Desemprego e rotatividade
Além da piora dos serviços, a fundação estatal é um duro golpe nos direitos dos trabalhadores. A forma de contratação será a do regime jurídico da Consolidação das Leis do Trabalho [CLT], com o fim da estabilidade no emprego dos servidores públicos. Segundo a cínica justificativa do Ministério do Planejamento, “nas áreas em que atua de forma concorrente com a iniciativa privada, é indispensável que o Estado possa aplicar o regime celetista, mais flexível e aberto à inovação e à especialidade”. Na verdade, essa mudança visa golpear a estabilidade do servidor, estimular a rotatividade no emprego e reduzir o poder de barganha do sindicalismo deste setor.

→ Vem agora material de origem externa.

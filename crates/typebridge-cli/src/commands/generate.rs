use std::fs::File;
use std::io::{self, BufWriter, Write};
use std::path::PathBuf;

use typebridge_compiler::{AmbientEnums, Config, Processor, is_declaration_file};

pub struct GenerateArgs {
    pub inputs: Vec<PathBuf>,
    pub output: PathBuf,
    pub references: Vec<PathBuf>,
    pub ambient_enums: AmbientEnums,
}

#[derive(Debug, thiserror::Error)]
pub enum GenerateError {
    #[error("cannot create '{}': {source}", path.display())]
    CreateOutput {
        path: PathBuf,
        #[source]
        source: io::Error,
    },

    #[error(transparent)]
    Compile(#[from] typebridge_compiler::Error),
}

pub fn run(args: GenerateArgs) {
    if let Err(e) = execute(&args) {
        eprintln!("error: {}", e);
        std::process::exit(1);
    }
}

/// Generate declarations into `args.output`.
///
/// The output file is created before any input is read. Blocks written before
/// a failure stay in the file.
pub fn execute(args: &GenerateArgs) -> Result<(), GenerateError> {
    let file = File::create(&args.output).map_err(|source| GenerateError::CreateOutput {
        path: args.output.clone(),
        source,
    })?;
    let mut out = BufWriter::new(file);

    let config = Config::new()
        .declaration_mode(is_declaration_file(&args.output))
        .ambient_enums(args.ambient_enums);
    tracing::debug!(
        output = %args.output.display(),
        declaration_mode = config.is_declaration_mode(),
        inputs = args.inputs.len(),
        references = args.references.len(),
        "generating"
    );

    let result = Processor::load(&args.inputs, &args.references, config)
        .and_then(|processor| processor.write(&mut out));
    out.flush().map_err(typebridge_compiler::Error::from)?;
    Ok(result?)
}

Como um ente “autônomo”, cada fundação terá o seu próprio quadro de pessoal e, como efeito, o seu plano de cargos e salários, o que fragmentará e estimulará a divisão do funcionalismo – mais uma vez golpeando a sua capacidade de resistência e organização. Como afirma Denise Motta, integrante da executiva nacional da CUT, esse projeto não serve à sociedade e nem aos trabalhadores e precisa ser derrubado. “Está na contramão das iniciativas do governo federal de fortalecer importantes áreas das políticas públicas, através da contratação de 30 mil servidores concursados… A precarizaçao do trabalho – traduzida na perda de estabilidade no emprego – não é compatível com o real desenvolvimento que todos pretendemos”.
*Altamiro Borges, Miro é jornalista, Secretário de Comunicação do Comitê Central do PCdoB, editor da revista Debate Sindical e autor do livro ‘As encruzilhadas do sindicalismo’ (Editora Anita Garibaldi, 2ª edição).